**Work item**
So that nothing is lost, restate each entry exactly as supplied.

========================

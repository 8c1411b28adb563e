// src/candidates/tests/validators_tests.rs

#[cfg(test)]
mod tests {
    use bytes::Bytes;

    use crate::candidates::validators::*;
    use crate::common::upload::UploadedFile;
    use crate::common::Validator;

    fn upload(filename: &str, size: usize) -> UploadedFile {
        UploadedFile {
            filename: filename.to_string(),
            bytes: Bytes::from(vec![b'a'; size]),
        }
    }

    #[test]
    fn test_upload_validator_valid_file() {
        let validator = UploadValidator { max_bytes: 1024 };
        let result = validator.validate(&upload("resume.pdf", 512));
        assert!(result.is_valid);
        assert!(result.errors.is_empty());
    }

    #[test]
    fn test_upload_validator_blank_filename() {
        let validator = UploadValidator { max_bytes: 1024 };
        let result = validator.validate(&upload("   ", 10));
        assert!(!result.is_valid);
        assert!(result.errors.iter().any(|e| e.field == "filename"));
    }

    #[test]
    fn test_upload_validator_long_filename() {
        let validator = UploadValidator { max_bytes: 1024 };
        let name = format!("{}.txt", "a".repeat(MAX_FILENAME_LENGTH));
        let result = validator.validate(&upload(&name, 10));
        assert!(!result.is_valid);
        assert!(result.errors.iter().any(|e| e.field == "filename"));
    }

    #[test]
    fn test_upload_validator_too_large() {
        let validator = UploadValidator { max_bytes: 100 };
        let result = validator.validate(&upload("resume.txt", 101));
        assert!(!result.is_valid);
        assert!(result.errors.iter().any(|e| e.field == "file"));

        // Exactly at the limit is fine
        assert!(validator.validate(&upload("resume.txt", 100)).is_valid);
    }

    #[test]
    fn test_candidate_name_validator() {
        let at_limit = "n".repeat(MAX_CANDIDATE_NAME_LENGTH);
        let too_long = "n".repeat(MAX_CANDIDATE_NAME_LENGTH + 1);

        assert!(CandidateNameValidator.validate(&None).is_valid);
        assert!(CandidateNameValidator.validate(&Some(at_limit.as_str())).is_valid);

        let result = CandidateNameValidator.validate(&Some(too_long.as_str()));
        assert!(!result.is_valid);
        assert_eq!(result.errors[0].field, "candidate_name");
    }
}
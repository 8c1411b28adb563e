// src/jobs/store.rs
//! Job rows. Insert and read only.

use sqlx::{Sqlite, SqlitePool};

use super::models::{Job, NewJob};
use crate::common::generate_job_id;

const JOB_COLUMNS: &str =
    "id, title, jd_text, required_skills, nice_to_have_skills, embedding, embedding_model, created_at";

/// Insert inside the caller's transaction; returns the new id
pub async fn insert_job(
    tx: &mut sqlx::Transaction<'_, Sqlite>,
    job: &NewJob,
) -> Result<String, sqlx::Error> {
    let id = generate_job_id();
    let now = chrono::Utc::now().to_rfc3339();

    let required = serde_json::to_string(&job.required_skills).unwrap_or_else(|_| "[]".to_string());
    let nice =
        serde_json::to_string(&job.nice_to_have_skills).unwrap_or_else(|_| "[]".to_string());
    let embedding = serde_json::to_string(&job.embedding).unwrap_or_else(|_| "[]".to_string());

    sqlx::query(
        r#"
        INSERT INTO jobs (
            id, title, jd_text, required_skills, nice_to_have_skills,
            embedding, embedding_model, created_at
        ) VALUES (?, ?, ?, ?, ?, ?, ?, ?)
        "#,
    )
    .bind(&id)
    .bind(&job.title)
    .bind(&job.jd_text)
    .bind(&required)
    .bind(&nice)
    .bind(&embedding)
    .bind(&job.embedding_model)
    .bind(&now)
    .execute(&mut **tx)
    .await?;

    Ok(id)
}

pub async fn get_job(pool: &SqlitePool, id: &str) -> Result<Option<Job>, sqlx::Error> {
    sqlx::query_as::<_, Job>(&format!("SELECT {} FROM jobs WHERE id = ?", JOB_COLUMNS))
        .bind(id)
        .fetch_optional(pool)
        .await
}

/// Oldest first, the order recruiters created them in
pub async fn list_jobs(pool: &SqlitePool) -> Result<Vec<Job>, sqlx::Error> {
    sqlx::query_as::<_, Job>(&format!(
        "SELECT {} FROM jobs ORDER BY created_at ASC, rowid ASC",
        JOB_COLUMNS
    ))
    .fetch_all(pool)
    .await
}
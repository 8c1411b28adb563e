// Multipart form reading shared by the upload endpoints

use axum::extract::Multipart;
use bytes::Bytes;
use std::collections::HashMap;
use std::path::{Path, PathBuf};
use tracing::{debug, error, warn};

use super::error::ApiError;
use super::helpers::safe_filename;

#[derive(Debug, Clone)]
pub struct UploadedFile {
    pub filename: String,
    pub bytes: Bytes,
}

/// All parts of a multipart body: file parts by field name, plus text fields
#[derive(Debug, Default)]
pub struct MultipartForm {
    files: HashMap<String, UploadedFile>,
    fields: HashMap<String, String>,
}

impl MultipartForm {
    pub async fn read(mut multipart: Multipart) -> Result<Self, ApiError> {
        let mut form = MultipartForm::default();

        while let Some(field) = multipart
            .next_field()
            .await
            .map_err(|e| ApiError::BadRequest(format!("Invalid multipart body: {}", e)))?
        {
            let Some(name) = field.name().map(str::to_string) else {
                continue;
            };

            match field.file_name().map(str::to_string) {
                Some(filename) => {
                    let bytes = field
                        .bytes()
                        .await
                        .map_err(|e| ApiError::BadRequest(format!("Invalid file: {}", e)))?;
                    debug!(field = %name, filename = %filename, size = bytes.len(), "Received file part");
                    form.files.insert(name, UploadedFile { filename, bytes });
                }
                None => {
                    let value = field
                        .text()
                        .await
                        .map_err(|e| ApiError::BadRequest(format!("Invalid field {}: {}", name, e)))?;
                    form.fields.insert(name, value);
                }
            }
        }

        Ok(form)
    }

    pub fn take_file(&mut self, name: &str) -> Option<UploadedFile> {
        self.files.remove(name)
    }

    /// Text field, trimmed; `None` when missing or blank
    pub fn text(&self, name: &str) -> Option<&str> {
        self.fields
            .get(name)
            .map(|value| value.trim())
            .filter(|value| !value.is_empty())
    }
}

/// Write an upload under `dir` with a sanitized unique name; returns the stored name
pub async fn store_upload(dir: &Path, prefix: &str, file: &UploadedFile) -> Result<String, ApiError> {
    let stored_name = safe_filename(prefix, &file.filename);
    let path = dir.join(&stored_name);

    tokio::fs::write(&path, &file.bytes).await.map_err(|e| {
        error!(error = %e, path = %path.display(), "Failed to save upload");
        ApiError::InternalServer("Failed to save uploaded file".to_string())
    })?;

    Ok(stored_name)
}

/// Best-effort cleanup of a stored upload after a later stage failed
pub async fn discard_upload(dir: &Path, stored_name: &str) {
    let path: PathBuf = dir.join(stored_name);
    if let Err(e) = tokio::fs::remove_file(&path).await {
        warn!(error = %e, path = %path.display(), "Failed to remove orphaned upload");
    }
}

========================

**Answer for this exercise**
repository 8c1411b28adb563e
// src/candidates/tests/validators_tests.rs

#[cfg(test)]
mod tests {
    use bytes::Bytes;

    use crate::candidates::validators::*;
    use crate::common::upload::UploadedFile;
    use crate::common::Validator;

    fn upload(filename: &str, size: usize) -> UploadedFile {
        UploadedFile {
            filename: filename.to_string(),
            bytes: Bytes::from(vec![b'a'; size]),
        }
    }

    #[test]
    fn test_upload_validator_valid_file() {
        let validator = UploadValidator { max_bytes: 1024 };
        let result = validator.validate(&upload("resume.pdf", 512));
        assert!(result.is_valid);
        assert!(result.errors.is_empty());
    }

    #[test]
    fn test_upload_validator_blank_filename() {
        let validator = UploadValidator { max_bytes: 1024 };
        let result = validator.validate(&upload("   ", 10));
        assert!(!result.is_valid);
        assert!(result.errors.iter().any(|e| e.field == "filename"));
    }

    #[test]
    fn test_upload_validator_long_filename() {
        let validator = UploadValidator { max_bytes: 1024 };
        let name = format!("{}.txt", "a".repeat(MAX_FILENAME_LENGTH));
        let result = validator.validate(&upload(&name, 10));
        assert!(!result.is_valid);
        assert!(result.errors.iter().any(|e| e.field == "filename"));
    }

    #[test]
    fn test_upload_validator_too_large() {
        let validator = UploadValidator { max_bytes: 100 };
        let result = validator.validate(&upload("resume.txt", 101));
        assert!(!result.is_valid);
        assert!(result.errors.iter().any(|e| e.field == "file"));

        // Exactly at the limit is fine
        assert!(validator.validate(&upload("resume.txt", 100)).is_valid);
    }

    #[test]
    fn test_candidate_name_validator() {
        let at_limit = "n".repeat(MAX_CANDIDATE_NAME_LENGTH);
        let too_long = "n".repeat(MAX_CANDIDATE_NAME_LENGTH + 1);

        assert!(CandidateNameValidator.validate(&None).is_valid);
        assert!(CandidateNameValidator.validate(&Some(at_limit.as_str())).is_valid);

        let result = CandidateNameValidator.validate(&Some(too_long.as_str()));
        assert!(!result.is_valid);
        assert_eq!(result.errors[0].field, "candidate_name");
    }
}
repository 8c1411b28adb563e
// src/jobs/store.rs
//! Job rows. Insert and read only.

use sqlx::{Sqlite, SqlitePool};

use super::models::{Job, NewJob};
use crate::common::generate_job_id;

const JOB_COLUMNS: &str =
    "id, title, jd_text, required_skills, nice_to_have_skills, embedding, embedding_model, created_at";

/// Insert inside the caller's transaction; returns the new id
pub async fn insert_job(
    tx: &mut sqlx::Transaction<'_, Sqlite>,
    job: &NewJob,
) -> Result<String, sqlx::Error> {
    let id = generate_job_id();
    let now = chrono::Utc::now().to_rfc3339();

    let required = serde_json::to_string(&job.required_skills).unwrap_or_else(|_| "[]".to_string());
    let nice =
        serde_json::to_string(&job.nice_to_have_skills).unwrap_or_else(|_| "[]".to_string());
    let embedding = serde_json::to_string(&job.embedding).unwrap_or_else(|_| "[]".to_string());

    sqlx::query(
        r#"
        INSERT INTO jobs (
            id, title, jd_text, required_skills, nice_to_have_skills,
            embedding, embedding_model, created_at
        ) VALUES (?, ?, ?, ?, ?, ?, ?, ?)
        "#,
    )
    .bind(&id)
    .bind(&job.title)
    .bind(&job.jd_text)
    .bind(&required)
    .bind(&nice)
    .bind(&embedding)
    .bind(&job.embedding_model)
    .bind(&now)
    .execute(&mut **tx)
    .await?;

    Ok(id)
}

pub async fn get_job(pool: &SqlitePool, id: &str) -> Result<Option<Job>, sqlx::Error> {
    sqlx::query_as::<_, Job>(&format!("SELECT {} FROM jobs WHERE id = ?", JOB_COLUMNS))
        .bind(id)
        .fetch_optional(pool)
        .await
}

/// Oldest first, the order recruiters created them in
pub async fn list_jobs(pool: &SqlitePool) -> Result<Vec<Job>, sqlx::Error> {
    sqlx::query_as::<_, Job>(&format!(
        "SELECT {} FROM jobs ORDER BY created_at ASC, rowid ASC",
        JOB_COLUMNS
    ))
    .fetch_all(pool)
    .await
}
repository 8c1411b28adb563e
// Multipart form reading shared by the upload endpoints

use axum::extract::Multipart;
use bytes::Bytes;
use std::collections::HashMap;
use std::path::{Path, PathBuf};
use tracing::{debug, error, warn};

use super::error::ApiError;
use super::helpers::safe_filename;

#[derive(Debug, Clone)]
pub struct UploadedFile {
    pub filename: String,
    pub bytes: Bytes,
}

/// All parts of a multipart body: file parts by field name, plus text fields
#[derive(Debug, Default)]
pub struct MultipartForm {
    files: HashMap<String, UploadedFile>,
    fields: HashMap<String, String>,
}

impl MultipartForm {
    pub async fn read(mut multipart: Multipart) -> Result<Self, ApiError> {
        let mut form = MultipartForm::default();

        while let Some(field) = multipart
            .next_field()
            .await
            .map_err(|e| ApiError::BadRequest(format!("Invalid multipart body: {}", e)))?
        {
            let Some(name) = field.name().map(str::to_string) else {
                continue;
            };

            match field.file_name().map(str::to_string) {
                Some(filename) => {
                    let bytes = field
                        .bytes()
                        .await
                        .map_err(|e| ApiError::BadRequest(format!("Invalid file: {}", e)))?;
                    debug!(field = %name, filename = %filename, size = bytes.len(), "Received file part");
                    form.files.insert(name, UploadedFile { filename, bytes });
                }
                None => {
                    let value = field
                        .text()
                        .await
                        .map_err(|e| ApiError::BadRequest(format!("Invalid field {}: {}", name, e)))?;
                    form.fields.insert(name, value);
                }
            }
        }

        Ok(form)
    }

    pub fn take_file(&mut self, name: &str) -> Option<UploadedFile> {
        self.files.remove(name)
    }

    /// Text field, trimmed; `None` when missing or blank
    pub fn text(&self, name: &str) -> Option<&str> {
        self.fields
            .get(name)
            .map(|value| value.trim())
            .filter(|value| !value.is_empty())
    }
}

/// Write an upload under `dir` with a sanitized unique name; returns the stored name
pub async fn store_upload(dir: &Path, prefix: &str, file: &UploadedFile) -> Result<String, ApiError> {
    let stored_name = safe_filename(prefix, &file.filename);
    let path = dir.join(&stored_name);

    tokio::fs::write(&path, &file.bytes).await.map_err(|e| {
        error!(error = %e, path = %path.display(), "Failed to save upload");
        ApiError::InternalServer("Failed to save uploaded file".to_string())
    })?;

    Ok(stored_name)
}

/// Best-effort cleanup of a stored upload after a later stage failed
pub async fn discard_upload(dir: &Path, stored_name: &str) {
    let path: PathBuf = dir.join(stored_name);
    if let Err(e) = tokio::fs::remove_file(&path).await {
        warn!(error = %e, path = %path.display(), "Failed to remove orphaned upload");
    }
}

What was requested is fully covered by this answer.